Claro que este “Carlos” será más moderno, será investido vía plasma y quizás nos gobierne via Skype o Gotomeeting y hasta puede que de texto para algún episodio de Black Mirror. En estos tiempos convulsos, dónde han pasado tantas cosas extrañas, como que la mitad de un pueblo conforma el todo y que la polarización establecida, se entiende como “riqueza multicultural”, pero que se reduce tristemente a una biculturalidad catalana-española, nada puede ya sorprendernos.

Y después del 21D… … … nada ha cambiado ingenuos mortales de la vieja autonomía y/o no-nata república. TV3 sigue haciendo eco del mantra independentista y TVE continúa enhebrada al discurso nacional. ¿Y la gente?. Aquella pareciera que tampoco ha cambiado el chip y ni siquiera sabe en cual de los antagónicos mundos de Escher debe vivir.

En estos mundos, en los cuales, desde uno denuncian la no separación de poderes y desde el otro exaltan que si la hay, sinceramente, he de decir que volvemos a predicar la polarización. Evidentemente la solución no es trivial, ya que en primer lugar hemos de asumir que tenemos una “democracia” imperfecta. Denoto “democracia” puesto que es un término que particularmente no me agrada exaltar, dado que soy más republicano que demócrata, pero republicano en referencia a sus conceptos de base, no en el sentido independentista. Es decir, creo que las bases para la gestión de un pueblo deberían radicar fundamentalmente en la separación de poderes, es decir, una república.

No obstante, ni en la democracia más antigua, como suelen autoasignarse los “americanos”, pecan o pecaron de una separación virginal de poderes, ya que su historia (la contada por quienes no  ganaron) puede confirmarlo. Paro aquí un momento y abro paréntesis, para resaltar que  en dicha adjetivación volvemos a incurrir en otra falacia conceptual que asigna el término de “americanos” a la gente de América del Norte y solo a los EEUUnidenses, con lo cual si ellos son los “americanos” el resto no llego a entender qué seríamos. Pero eso es harina de otra discusión.

Por tanto y volviendo al concepto abordado de “tenemos una democracia imperfecta”, decir tan ligeramente que la separación de poderes no existe con el fin de argumentar la independencia, como republicano, me choca. Me choca tanto, como hablar del plan colonialista borbónico, olvidándose de la historia o dibujándola como mejor les queda.

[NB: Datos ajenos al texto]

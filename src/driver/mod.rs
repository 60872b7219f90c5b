//! Resource drivers
//!
//! Per-type adapters between the teardown engine and a provider API. Every
//! deletable type sits behind the one generic [`ResourceDriver`] trait, so
//! per-type code reduces to a listing call, a deletion call and the
//! ownership filter. DNS record sets and the project IAM policy have their
//! own narrow traits because they are not deleted as standalone resources.
//!
//! # Module Structure
//!
//! - [`filter`] - Ownership predicates passed to `list`
//! - [`compute`] - One generic driver covering every Compute Engine kind
//! - [`storage`] - Cloud Storage buckets (objects are emptied first)
//! - [`iam`] - Service accounts and the project IAM policy
//! - [`dns`] - Cloud DNS managed zones and record sets

pub mod compute;
pub mod dns;
pub mod filter;
pub mod iam;
pub mod storage;

pub use filter::ListFilter;

use crate::destroy::dns::{DnsZone, RecordSet, Visibility};
use crate::destroy::iam::Policy;
use crate::error::{ProviderError, TeardownError};
use crate::gcp::client::GcpClient;
use crate::resource::registry::COMPUTE_KINDS;
use crate::resource::{CloudResource, ResourceType};
use async_trait::async_trait;
use std::collections::HashMap;
use std::sync::Arc;

/// Provider answer to a delete call.
#[derive(Debug, Clone, Copy, PartialEq, Eq)]
pub enum DeleteStatus {
    /// The resource is gone.
    Done,
    /// The provider accepted the request; the operation is still running.
    Pending,
    /// The resource did not exist. Treated as success.
    NotFound,
}

/// List and delete one resource type.
#[async_trait]
pub trait ResourceDriver: Send + Sync {
    fn resource_type(&self) -> ResourceType;

    /// List every resource of the type matching `filter` (paginated internally).
    async fn list(&self, filter: &ListFilter) -> Result<Vec<CloudResource>, ProviderError>;

    /// Delete one resource, passing `request_id` as the idempotency token.
    async fn delete(
        &self,
        item: &CloudResource,
        request_id: &str,
    ) -> Result<DeleteStatus, ProviderError>;
}

/// Record-level access to Cloud DNS.
#[async_trait]
pub trait DnsRecordApi: Send + Sync {
    async fn list_zones(&self, visibility: Visibility) -> Result<Vec<DnsZone>, ProviderError>;

    async fn list_records(&self, zone: &DnsZone) -> Result<Vec<RecordSet>, ProviderError>;

    async fn delete_record(&self, zone: &DnsZone, record: &RecordSet) -> Result<(), ProviderError>;
}

/// Read-modify-write access to the project IAM policy.
#[async_trait]
pub trait PolicyApi: Send + Sync {
    async fn get_policy(&self) -> Result<Policy, ProviderError>;

    async fn set_policy(&self, policy: &Policy) -> Result<(), ProviderError>;
}

/// Every driver a teardown run needs.
#[derive(Clone)]
pub struct DriverSet {
    resources: HashMap<ResourceType, Arc<dyn ResourceDriver>>,
    dns: Arc<dyn DnsRecordApi>,
    policy: Arc<dyn PolicyApi>,
}

impl DriverSet {
    pub fn new(dns: Arc<dyn DnsRecordApi>, policy: Arc<dyn PolicyApi>) -> Self {
        Self {
            resources: HashMap::new(),
            dns,
            policy,
        }
    }

    /// Register a driver, replacing any previous one for the same type.
    pub fn with(mut self, driver: Arc<dyn ResourceDriver>) -> Self {
        self.resources.insert(driver.resource_type(), driver);
        self
    }

    /// Drivers backed by the real GCP APIs.
    pub fn gcp(client: &GcpClient) -> Self {
        let dns = Arc::new(dns::DnsDriver::new(client.clone()));
        let iam = Arc::new(iam::IamPolicyDriver::new(client.clone()));

        let mut set = Self::new(dns.clone(), iam)
            .with(dns)
            .with(Arc::new(storage::BucketDriver::new(client.clone())))
            .with(Arc::new(iam::ServiceAccountDriver::new(client.clone())));

        for kind in COMPUTE_KINDS {
            set = set.with(Arc::new(compute::ComputeDriver::new(client.clone(), kind)));
        }
        set
    }

    pub fn get(
        &self,
        resource_type: ResourceType,
    ) -> Result<&Arc<dyn ResourceDriver>, TeardownError> {
        self.resources
            .get(&resource_type)
            .ok_or(TeardownError::MissingDriver(resource_type))
    }

    pub fn dns(&self) -> &Arc<dyn DnsRecordApi> {
        &self.dns
    }

    pub fn policy(&self) -> &Arc<dyn PolicyApi> {
        &self.policy
    }
}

Si no creyera que la separación de poderes debe existir, sería dar lugar a la certeza de tener un gobierno totalitario, y creo que, por más que no me guste el PP, distamos mucho de que esto sea así. Pueden pecar de muchas cosas pero de ¿“totalitarios”?, creo que esto es vanalizar tanto la historia que caeríamos en el tremendo error de no tener memoria y en una gran ofensa contra los que la sufrieron. Y no solo los de aquí.

Por lo tanto, ahora lo que toca es hacer política y espero que los políticos “ganadores” y “perdedores” se pongan por la labor. Como ciudadano de a pie, podría adjetivar y simplificar con una gran grosería el cómo me tienen y me siento con respecto a estos estados escherianos. Pero dicha catarsis de nada serviría. Por lo que tan solo me queda “pedir” que estos santos iluminados, a los que hemos votado, comiencen a hacer y a trabajar por aquello que les pagamos y por lo cual, por cierto, no cobran tan mal.